Instructions to follow:
Print every record below exactly as written.

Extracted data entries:
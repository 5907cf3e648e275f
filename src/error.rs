use thiserror::Error;

/// Errors surfaced by the ambient, recoverable failure paths of the index.
///
/// Programmer precondition violations (wrong vector dimension on `add`,
/// a zero layer count on construction) are not represented here: they are
/// fatal and surfaced as panics, matching the source this crate is ported
/// from and the literal message strings its tests assert against.
#[derive(Debug, Error)]
pub enum Error {
    /// A layer snapshot failed to read through the underlying byte
    /// source, or failed before anything had been written. Partial
    /// progress is not recoverable; callers should discard whatever was
    /// written or read so far.
    #[error("snapshot i/o failed: {0}")]
    Io(#[from] std::io::Error),

    /// A layer snapshot failed to write partway through, having already
    /// written `written` bytes to the sink. Mirrors the source's
    /// `(bytesWritten, error)` return pair for `Serialize`.
    #[error("snapshot i/o failed after writing {written} bytes: {source}")]
    SerializeIo {
        written: usize,
        source: std::io::Error,
    },

    /// A layer snapshot was structurally invalid: a negative count field,
    /// or the stream ended before the declared number of bytes arrived.
    #[error("malformed snapshot: {reason}")]
    MalformedSnapshot { reason: String },
}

Your response:
repository 5907cf3e648e275f
filename src/error.rs
use thiserror::Error;

/// Errors surfaced by the ambient, recoverable failure paths of the index.
///
/// Programmer precondition violations (wrong vector dimension on `add`,
/// a zero layer count on construction) are not represented here: they are
/// fatal and surfaced as panics, matching the source this crate is ported
/// from and the literal message strings its tests assert against.
#[derive(Debug, Error)]
pub enum Error {
    /// A layer snapshot failed to read through the underlying byte
    /// source, or failed before anything had been written. Partial
    /// progress is not recoverable; callers should discard whatever was
    /// written or read so far.
    #[error("snapshot i/o failed: {0}")]
    Io(#[from] std::io::Error),

    /// A layer snapshot failed to write partway through, having already
    /// written `written` bytes to the sink. Mirrors the source's
    /// `(bytesWritten, error)` return pair for `Serialize`.
    #[error("snapshot i/o failed after writing {written} bytes: {source}")]
    SerializeIo {
        written: usize,
        source: std::io::Error,
    },

    /// A layer snapshot was structurally invalid: a negative count field,
    /// or the stream ended before the declared number of bytes arrived.
    #[error("malformed snapshot: {reason}")]
    MalformedSnapshot { reason: String },
}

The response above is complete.